Заседание подлое. Грязное. Оно отлучило Таисию Викторовну от серьёзной медицины, выгнало её из онкодиспансера, навечно припечатало ей ярлык Борчиха. И всё это за то, что Таисия Викторовна оказалась гадким утёнком. Не доложивши с реверансами борским именитым мужам от медицины о своем методе, двинулась она в Москву. Минздрав обласкал её, приветил, дал добро. А Борск вознегодовал. Напал на него бзык. Звонить-де звони по своей Москве, но зачем было регистрировать свою заявку на изобретение? Теперь же у неё не отнять изобретение. Даже нельзя примкнуть, вмазаться в соавторы, чтоб потом и вовсе оттереть её в сторону, вовсе выхерить её саму. Но, как верно заметил сатирик, "от изобретателя требуется одно – изобретать. Остальное сделают соавторы". И один такой смельчак в кавычках отыскался. Был он сам не свой до чужого. Это профэссор Кребс.
Расцветаев произнёс именно так, профэссор, с томким кребсовским прононсом. Все вокруг осудительно закивали головами, заоглядывались, как бы догадываясь, что Кребс здесь, и ища его.
Неожиданно услышав про себя такое, Кребс, к своему удивлению, обмяк, трусовато угнул голову и, пряча мороженые, бессовестные, глаза, тихошенько вжался между крупными старухами, как клоп между подушками.

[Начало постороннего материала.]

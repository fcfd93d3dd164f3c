//! # Path Compiler
//!
//! Turns a raw path pattern such as `/users/{id}/files/file-{name}.json` into
//! a [`CompiledPath`]: an ordered list of `/`-separated [`Segment`]s, each made
//! of literal and placeholder [`Piece`]s.
//!
//! The same template drives both directions:
//!
//! - **Matching** - [`CompiledPath::regex_source`] builds one anchored regex
//!   with a named capture group per placeholder
//! - **Generation** - the generator walks the segments and substitutes values
//!
//! Compilation runs once per route at registration time. A route cache stores
//! the compiled template so production boots never call [`compile`].

mod core;
#[cfg(test)]
mod tests;

pub use self::core::{compile, CompiledPath, Piece, Segment};
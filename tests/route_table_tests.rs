use routekit::route::{load_routes, parse_routes};
use routekit::{HandlerRef, Method, Router, RouterConfig};

mod common;
use common::fixtures::BLOG_YAML;
use common::temp_files;

const BLOG_JSON: &str = r#"{
  "routes": [
    { "name": "home", "method": "get", "path": "/", "handler": { "function": "pages::home" } },
    {
      "name": "posts.show",
      "method": "GET",
      "path": "/posts/{id}",
      "handler": { "function": "posts::show" },
      "parameters": { "id": "\\d+" }
    }
  ]
}"#;

const BLOG_TOML: &str = r#"
[[routes]]
name = "home"
method = "GET"
path = "/"
handler = { function = "pages::home" }

[[routes]]
name = "posts.show"
method = "GET"
path = "/posts/{id}"
handler = { method = { type = "PostController", name = "show" } }
parameters = { id = '\d+' }
"#;

#[test]
fn test_yaml_table_keeps_file_order_and_handlers() {
    let path = temp_files::create_temp_yaml(BLOG_YAML);
    let routes = load_routes(&path).unwrap();

    let names: Vec<_> = routes.iter().map(|r| r.name.as_str()).collect();
    assert_eq!(names, ["home", "posts.show", "posts.create"]);
    assert_eq!(routes[0].handler, HandlerRef::Function("pages::home".into()));
    assert_eq!(
        routes[1].handler,
        HandlerRef::Method {
            type_name: "PostController".into(),
            name: "show".into()
        }
    );
    assert_eq!(routes[2].handler, HandlerRef::Closure("create_post".into()));
    assert_eq!(routes[2].method, Method::POST);
    assert_eq!(routes[1].parameters["id"].regex, r"\d+");

    temp_files::cleanup_temp_files(&[path]);
}

#[test]
fn test_all_formats_build_equivalent_routers() {
    let from_json = parse_routes(BLOG_JSON, "json").unwrap();
    let from_toml = parse_routes(BLOG_TOML, "toml").unwrap();
    assert_eq!(from_json[0].method, Method::GET);

    for routes in [from_json, from_toml] {
        let router = Router::from_definitions(routes, RouterConfig::default()).unwrap();
        let m = router.route(Method::GET, "/posts/5").unwrap();
        assert_eq!(m.route_name(), "posts.show");
        assert!(router.route(Method::GET, "/posts/five").is_none());
    }
}

#[test]
fn test_unreadable_or_unknown_tables_fail() {
    let missing = temp_files::temp_path("yaml");
    assert!(load_routes(&missing).is_err());

    let txt = temp_files::create_temp_table("routes: []", "txt");
    assert!(load_routes(&txt).is_err());

    let bad = temp_files::create_temp_yaml("routes:\n  - name: x\n    path: /x\n");
    assert!(load_routes(&bad).is_err());

    temp_files::cleanup_temp_files(&[txt, bad]);
}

– Напролом ломил Кребс в соавторы, – продолжал Расцветаев. – Ему вежливо сделали асаже, осадили. Кребс и всплыви на дыбки. Какая-то букашка щёлкнула по носу самого профэссора! Профэссор и подыми войну, выстави против беззащитного одинокого практического врача всю элиту, всю учёную рать Борска!
Все эти кребсы, нудлеры, шуткевичи, сладкопевцевы, желтоглазые перехватовы, перелётовы, колотушкины основательно запутали отца, и он, сбитый с толку, потянул на заседании кребсову сторону. А за ним, за отцом, было окончательное слово. А ведь в его силе было отжать элитку. Он мог одним словом вознести Таисию Викторовну, да не вознёс. Заосторожничал на всякий случай... Он ничего худого не сказал о ней, лишь мягко, отечески подал ей совет пока не лечить борцом – сперва прощупай его на животных. Всё-де ладь по науке... Вот так ласково, интеллигентно было убито великое дело. Ведь Таисия Викторовна, выходив уже изрядно страдаликов, не могла впутаться в пустопорожние эксперименты с мышкама-блошками. Да свяжись с опытами, она увязла б в них, и мно-огие, кто сейчас здесь, давно б уже не жили. Ну зачем ей было терять время на галочки?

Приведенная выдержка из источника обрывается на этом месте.